WHAT IS EXPECTED:
Return only those lines of the records below in which "whitespace" appears.

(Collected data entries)
.....

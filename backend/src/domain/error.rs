//! Domain-level error types.
//!
//! These errors are transport agnostic. Inbound adapters map them to HTTP
//! responses or any other protocol-specific envelope.

use serde::{Deserialize, Serialize};
use serde_json::Value;

use super::TraceId;

/// Stable machine-readable error code describing the failure category.
#[derive(Debug, Clone, Copy, PartialEq, Eq, Hash, Serialize, Deserialize)]
#[non_exhaustive]
#[serde(rename_all = "snake_case")]
pub enum ErrorCode {
    /// A field-level constraint was violated.
    ValidationFailed,
    /// A referenced customer, mechanic, or part does not exist.
    InvalidReference,
    /// A uniqueness constraint (email, phone, part name) was violated.
    DuplicateValue,
    /// The bearer token is missing, malformed, expired, or revoked.
    Unauthenticated,
    /// Authenticated but the role is not permitted to perform this action.
    Forbidden,
    /// The addressed resource does not exist.
    NotFound,
    /// Reserving parts would drive stock below zero.
    InsufficientStock,
    /// Returning parts would exceed the quantity charged to a ticket.
    OverReturn,
    /// Removing mechanics would leave a ticket unstaffed.
    LastMechanicViolation,
    /// Deleting a mechanic would leave one of their tickets unstaffed.
    WouldOrphanTicket,
    /// The store rejected the change after validation passed.
    Conflict,
    /// A backing service is temporarily unavailable.
    ServiceUnavailable,
    /// An unexpected error occurred inside the domain.
    InternalError,
}

/// Domain error payload.
///
/// ## Invariants
/// - `message` must be non-empty once trimmed of whitespace.
///
/// The current [`TraceId`] is captured on construction so responses can be
/// correlated with logs.
///
/// # Examples
/// ```
/// use mechanic_shop::domain::{Error, ErrorCode};
///
/// let err = Error::new(ErrorCode::NotFound, "missing");
/// assert_eq!(err.code(), ErrorCode::NotFound);
/// ```
#[derive(Debug, Clone, PartialEq, Serialize, Deserialize)]
#[serde(try_from = "ErrorDto", into = "ErrorDto")]
pub struct Error {
    code: ErrorCode,
    message: String,
    trace_id: Option<String>,
    details: Option<Value>,
}

/// Validation errors emitted by the constructors.
#[derive(Debug, Clone, PartialEq, Eq)]
pub enum ErrorValidationError {
    /// The message was empty or whitespace only.
    EmptyMessage,
}

impl std::fmt::Display for ErrorValidationError {
    fn fmt(&self, f: &mut std::fmt::Formatter<'_>) -> std::fmt::Result {
        match self {
            Self::EmptyMessage => write!(f, "error message must not be empty"),
        }
    }
}

impl std::error::Error for ErrorValidationError {}

impl Error {
    /// Create a new error, panicking if validation fails.
    ///
    /// # Panics
    /// Panics when `message` is blank. Callers pass literal or formatted
    /// messages, so a blank message is a programming error.
    pub fn new(code: ErrorCode, message: impl Into<String>) -> Self {
        match Self::try_new(code, message) {
            Ok(value) => value,
            Err(err) => panic!("error messages must satisfy validation: {err}"),
        }
    }

    /// Fallible constructor that validates the message content.
    pub fn try_new(code: ErrorCode, message: impl Into<String>) -> Result<Self, ErrorValidationError> {
        let message = message.into();
        if message.trim().is_empty() {
            return Err(ErrorValidationError::EmptyMessage);
        }
        Ok(Self {
            code,
            message,
            trace_id: TraceId::current().map(|id| id.to_string()),
            details: None,
        })
    }

    /// Stable machine-readable error code.
    pub fn code(&self) -> ErrorCode {
        self.code
    }

    /// Human-readable message returned to adapters.
    pub fn message(&self) -> &str {
        self.message.as_str()
    }

    /// Correlation identifier captured when the error was raised.
    pub fn trace_id(&self) -> Option<&str> {
        self.trace_id.as_deref()
    }

    /// Supplementary error details for adapters.
    pub fn details(&self) -> Option<&Value> {
        self.details.as_ref()
    }

    /// Attach a trace identifier to the error.
    pub fn with_trace_id(mut self, id: impl Into<String>) -> Self {
        self.trace_id = Some(id.into());
        self
    }

    /// Attach structured details to the error.
    ///
    /// # Examples
    /// ```
    /// use mechanic_shop::domain::Error;
    /// use serde_json::json;
    ///
    /// let err = Error::validation("bad").with_details(json!({ "field": "vin" }));
    /// assert!(err.details().is_some());
    /// ```
    pub fn with_details(mut self, details: Value) -> Self {
        self.details = Some(details);
        self
    }

    /// Convenience constructor for [`ErrorCode::ValidationFailed`].
    pub fn validation(message: impl Into<String>) -> Self {
        Self::new(ErrorCode::ValidationFailed, message)
    }

    /// Validation failure keyed to one request field.
    ///
    /// Details take the shape `{ "field": .., "code": .. }`.
    pub fn invalid_field(field: &str, code: &str, message: impl Into<String>) -> Self {
        Self::validation(message).with_details(serde_json::json!({ "field": field, "code": code }))
    }

    /// Convenience constructor for [`ErrorCode::InvalidReference`].
    pub fn invalid_reference(message: impl Into<String>) -> Self {
        Self::new(ErrorCode::InvalidReference, message)
    }

    /// Convenience constructor for [`ErrorCode::DuplicateValue`].
    pub fn duplicate(message: impl Into<String>) -> Self {
        Self::new(ErrorCode::DuplicateValue, message)
    }

    /// Convenience constructor for [`ErrorCode::Unauthenticated`].
    pub fn unauthenticated(message: impl Into<String>) -> Self {
        Self::new(ErrorCode::Unauthenticated, message)
    }

    /// Convenience constructor for [`ErrorCode::Forbidden`].
    pub fn forbidden(message: impl Into<String>) -> Self {
        Self::new(ErrorCode::Forbidden, message)
    }

    /// Convenience constructor for [`ErrorCode::NotFound`].
    pub fn not_found(message: impl Into<String>) -> Self {
        Self::new(ErrorCode::NotFound, message)
    }

    /// Convenience constructor for [`ErrorCode::InsufficientStock`].
    pub fn insufficient_stock(message: impl Into<String>) -> Self {
        Self::new(ErrorCode::InsufficientStock, message)
    }

    /// Convenience constructor for [`ErrorCode::OverReturn`].
    pub fn over_return(message: impl Into<String>) -> Self {
        Self::new(ErrorCode::OverReturn, message)
    }

    /// Convenience constructor for [`ErrorCode::LastMechanicViolation`].
    pub fn last_mechanic(message: impl Into<String>) -> Self {
        Self::new(ErrorCode::LastMechanicViolation, message)
    }

    /// Convenience constructor for [`ErrorCode::WouldOrphanTicket`].
    pub fn would_orphan_ticket(message: impl Into<String>) -> Self {
        Self::new(ErrorCode::WouldOrphanTicket, message)
    }

    /// Convenience constructor for [`ErrorCode::Conflict`].
    pub fn conflict(message: impl Into<String>) -> Self {
        Self::new(ErrorCode::Conflict, message)
    }

    /// Convenience constructor for [`ErrorCode::ServiceUnavailable`].
    pub fn service_unavailable(message: impl Into<String>) -> Self {
        Self::new(ErrorCode::ServiceUnavailable, message)
    }

    /// Convenience constructor for [`ErrorCode::InternalError`].
    pub fn internal(message: impl Into<String>) -> Self {
        Self::new(ErrorCode::InternalError, message)
    }
}

impl std::fmt::Display for Error {
    fn fmt(&self, f: &mut std::fmt::Formatter<'_>) -> std::fmt::Result {
        write!(f, "{}", self.message)
    }
}

impl std::error::Error for Error {}

#[derive(Debug, Clone, Serialize, Deserialize)]
#[serde(rename_all = "camelCase")]
#[serde(deny_unknown_fields)]
struct ErrorDto {
    code: ErrorCode,
    message: String,
    #[serde(default, skip_serializing_if = "Option::is_none")]
    trace_id: Option<String>,
    #[serde(default, skip_serializing_if = "Option::is_none")]
    details: Option<Value>,
}

impl From<Error> for ErrorDto {
    fn from(value: Error) -> Self {
        Self {
            code: value.code,
            message: value.message,
            trace_id: value.trace_id,
            details: value.details,
        }
    }
}

impl TryFrom<ErrorDto> for Error {
    type Error = ErrorValidationError;

    fn try_from(value: ErrorDto) -> Result<Self, Self::Error> {
        let ErrorDto {
            code,
            message,
            trace_id,
            details,
        } = value;

        let mut error = Error::try_new(code, message)?;
        error.trace_id = trace_id;
        error.details = details;
        Ok(error)
    }
}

.....

RESPONSE FOR THIS EXERCISE:
/// - `message` must be non-empty once trimmed of whitespace.
    /// The message was empty or whitespace only.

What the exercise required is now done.